REGULATORY OBLIGATIONS
As an entity regulated in accordance with the SIA and DARE, ABC Bahamas is required to have at least two directors, a chief executive officer, a compliance officer and a money laundering reporting officer. Such officers must be based in The Bahamas, using a physical office maintained by ABC Bahamas. To comply with its obligation to maintain a physical presence in the islands, ABC Bahamas tapped into The Bahamas’ highly skilled workforce and recruited a team of professionals to fill the key positions. The availability of skilled professionals with a deep knowledge of The Bahamas’ regulatory regime enabled ABC Bahamas to not only comply with local requirements, but also to maintain its global standards of operation.

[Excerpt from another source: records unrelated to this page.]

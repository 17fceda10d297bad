use std::path::Path;

use binocular_calib::{
    calibrate_camera, stereo_calibrate, stereo_rectify, CalibError, IntrinsicCalibration,
    StereoCalibration,
};
use binocular_image::{Image, ImageSize};
use binocular_imgproc::crop::split_side_by_side;
use binocular_stereo::{
    compute_disparity, point_cloud_from_disparity, DisparityMap, PointCloud, Rectifier,
    SgbmParams, MAX_Z,
};

use crate::config::PipelineConfig;
use crate::document::{ExtrinsicsBundle, IntrinsicsBundle};
use crate::error::PipelineError;
use crate::observation::Camera;
use crate::preview::{PreviewControl, PreviewSink};
use crate::scan::PatternScanner;
use crate::session::CalibrationSession;

/// Reprojection error above which a calibration is reported as suspicious, in pixels.
const HIGH_RMS: f64 = 1.0;

/// Progress of a [`StereoPipeline`]. Stages only move forward, one at a time.
#[derive(Clone, Copy, Debug, PartialEq, Eq, PartialOrd, Ord, Hash)]
pub enum PipelineStage {
    /// Nothing is calibrated.
    Uncalibrated,
    /// Both cameras have intrinsics.
    IntrinsicsReady,
    /// The relative pose and the rectification are known.
    StereoReady,
    /// Remap tables are built and frames can be rectified.
    Rectifying,
    /// Rectified frames are being matched.
    Matching,
}

/// A rectified frame pair.
#[derive(Clone, Debug, PartialEq)]
pub struct RectifiedPair {
    /// The rectified left image.
    pub left: Image<u8, 3>,
    /// The rectified right image.
    pub right: Image<u8, 3>,
}

/// A rectified pair with its disparity.
#[derive(Clone, Debug, PartialEq)]
pub struct DepthFrame {
    /// The rectified images.
    pub rectified: RectifiedPair,
    /// Disparity of the left image.
    pub disparity: DisparityMap,
}

/// The stage-gated calibration, rectification and matching pipeline.
///
/// A run starts uncalibrated and moves through the single camera calibrations, the
/// stereo calibration, building the remap tables and matching frames. Calling a stage
/// before its predecessor succeeded returns [`PipelineError::StageOrder`]. A failed
/// stage leaves the pipeline where it was and nothing is persisted for it.
///
/// A pipeline can also resume from bundles written by an earlier run with
/// [`StereoPipeline::from_intrinsics`] or [`StereoPipeline::from_bundle`].
pub struct StereoPipeline {
    config: PipelineConfig,
    stage: PipelineStage,
    left_calibration: Option<IntrinsicCalibration>,
    right_calibration: Option<IntrinsicCalibration>,
    stereo_calibration: Option<StereoCalibration>,
    intrinsics: Option<IntrinsicsBundle>,
    extrinsics: Option<ExtrinsicsBundle>,
    rectifier: Option<Rectifier>,
    sgbm: Option<SgbmParams>,
}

Step 3: Launching the Fund
With both licences secured, ABC Bahamas proceeded to launch the fund under The Bahamas’ innovative investment funds regime. The IFA governs the licensing and regulation of investment funds and related parties.
ABC Bahamas was required, in the first instance, to establish the fund by forming the underlying legal vehicle. The IFA permits the establishment of an investment fund as a company (i.e. an IBC), a partnership, a unit trust or an investment condominium. ABC Bahamas opted for the IBC, which is the most commonly-used vehicle.

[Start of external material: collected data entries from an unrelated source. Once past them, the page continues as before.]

use binocular_image::ImageSize;

use crate::error::PipelineError;

/// Which lens of the rig.
#[derive(Clone, Copy, Debug, PartialEq, Eq, Hash)]
pub enum Camera {
    /// The left half of a dual-lens frame.
    Left,
    /// The right half of a dual-lens frame.
    Right,
}

/// Detected corners of one camera in one frame, matched 1:1 with the board corners.
#[derive(Clone, Debug, PartialEq)]
pub struct PatternObservation {
    frame_index: usize,
    object_points: Vec<[f64; 3]>,
    image_points: Vec<[f64; 2]>,
}

impl PatternObservation {
    /// Pair detected corners with the board corners.
    ///
    /// # Errors
    ///
    /// Returns an input error when the two sequences have different lengths.
    pub fn new(
        frame_index: usize,
        object_points: Vec<[f64; 3]>,
        image_points: Vec<[f64; 2]>,
    ) -> Result<Self, PipelineError> {
        if object_points.len() != image_points.len() {
            return Err(PipelineError::Input(format!(
                "frame {frame_index}: {} image corners for {} board corners",
                image_points.len(),
                object_points.len()
            )));
        }
        Ok(Self {
            frame_index,
            object_points,
            image_points,
        })
    }

    /// Index of the source frame.
    pub fn frame_index(&self) -> usize {
        self.frame_index
    }

    /// Board corners, row-major.
    pub fn object_points(&self) -> &[[f64; 3]] {
        &self.object_points
    }

    /// Detected corners in pixels, in board order.
    pub fn image_points(&self) -> &[[f64; 2]] {
        &self.image_points
    }

    /// Number of corners.
    pub fn len(&self) -> usize {
        self.image_points.len()
    }

    /// `true` if the observation has no corners.
    pub fn is_empty(&self) -> bool {
        self.image_points.is_empty()
    }
}

/// The detections of one dual-lens frame.
#[derive(Clone, Debug, PartialEq)]
pub struct DualObservation {
    /// Index of the source frame.
    pub frame_index: usize,
    /// Size of one camera image.
    pub image_size: ImageSize,
    /// Corners found in the left image.
    pub left: Option<PatternObservation>,
    /// Corners found in the right image.
    pub right: Option<PatternObservation>,
}

impl DualObservation {
    /// `true` when the pattern was found by both cameras.
    pub fn is_pair(&self) -> bool {
        self.left.is_some() && self.right.is_some()
    }

    /// The detection of one camera.
    pub fn camera(&self, camera: Camera) -> Option<&PatternObservation> {
        match camera {
            Camera::Left => self.left.as_ref(),
            Camera::Right => self.right.as_ref(),
        }
    }
}

#[cfg(test)]
mod tests {
    use super::*;

    #[test]
    fn test_lengths_must_match() {
        let res = PatternObservation::new(3, vec![[0.0; 3]; 4], vec![[0.0; 2]; 3]);
        assert!(matches!(res, Err(PipelineError::Input(_))));
    }

    #[test]
    fn test_dual_observation() -> Result<(), PipelineError> {
        let obs = PatternObservation::new(7, vec![[0.0; 3]; 4], vec![[1.0; 2]; 4])?;
        let dual = DualObservation {
            frame_index: 7,
            image_size: [320, 240].into(),
            left: Some(obs.clone()),
            right: None,
        };
        assert!(!dual.is_pair());
        assert_eq!(dual.camera(Camera::Left), Some(&obs));
        assert_eq!(dual.camera(Camera::Right), None);
        assert_eq!(obs.len(), 4);
        assert_eq!(obs.frame_index(), 7);
        Ok(())
    }
}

After incorporation, ABC Bahamas explored the different classes of investment funds recognised under the IFA. It could have had a standard fund, which can be marketed publicly, or a professional fund, which
caters specifically to sophisticated investors (such as high-net-worth individuals and institutional investors) who meet certain criteria under the IFA
AB Capital decided to go with a SMART fund, which offers flexibility and customisation and narrowed its options to the SMART Fund, models 002 and 007. The SFM 2 and SFM 7, as they are known, share many of the same characteristics, such as a requirement for an offering memorandum or term sheet, a minimum of two directors on the board (neither of whom need to be resident in The Bahamas) and the need for an independent custodian (unless the investments are of such a type that they do not have to be held in custody).
Neither model of fund is required to appoint an independent investment-fund administrator. Both may be licensed by a Bahamianlicensed unrestricted investment-fund administrator or by the SCB within three days of the submission of the application.

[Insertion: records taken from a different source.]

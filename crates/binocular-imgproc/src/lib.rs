#![deny(missing_docs)]
#![doc = env!("CARGO_PKG_DESCRIPTION")]

/// camera models, lens distortion and calibration pattern detection.
pub mod calibration;

/// color transformations module.
pub mod color;

/// image cropping module.
pub mod crop;

/// utilities for interpolation.
pub mod interpolation;

/// module containing parallization utilities.
pub mod parallel;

“Bahamian SMART Funds offer flexibility and customisation.”
ABC Bahamas decided to license and launch the fund as an SFM 7. This decision was driven by the diverse investment strategy which would accommodate the mixed asset classes and the ability to appoint AB Capital as a foreign administrator of the fund, with ABC Bahamas as the fund’s investment manager, capable of managing both the securities and the digital assets of the fund. As an SFM 7, the fund is limited to fifty investors and the initial minimum investment per investor is US$500,000 (or equivalent).
A GOOD STRATEGIC MOVE
AB Capital’s expansion into The Bahamas was a good strategic move that had a significant impact on its global operations. By using The Bahamas’ robust regulatory regime, its highly-skilled workforce and its innovative financial services and products, AB Capital was able to launch the fund successfully and strengthen ties with one its largest clients. ABC Bahamas was, thereafter, able to create similar fund structures for additional clients. This has enhanced its overall product and service offering and has made it more competitive.
The case of AB Capital is proof that The Bahamas is a dynamic and vibrant financial hub. As the global financial landscape continues to evolve, the jurisdiction is well placed to attract international businesses and investors while adding something of its own to the evolutionary process along the way.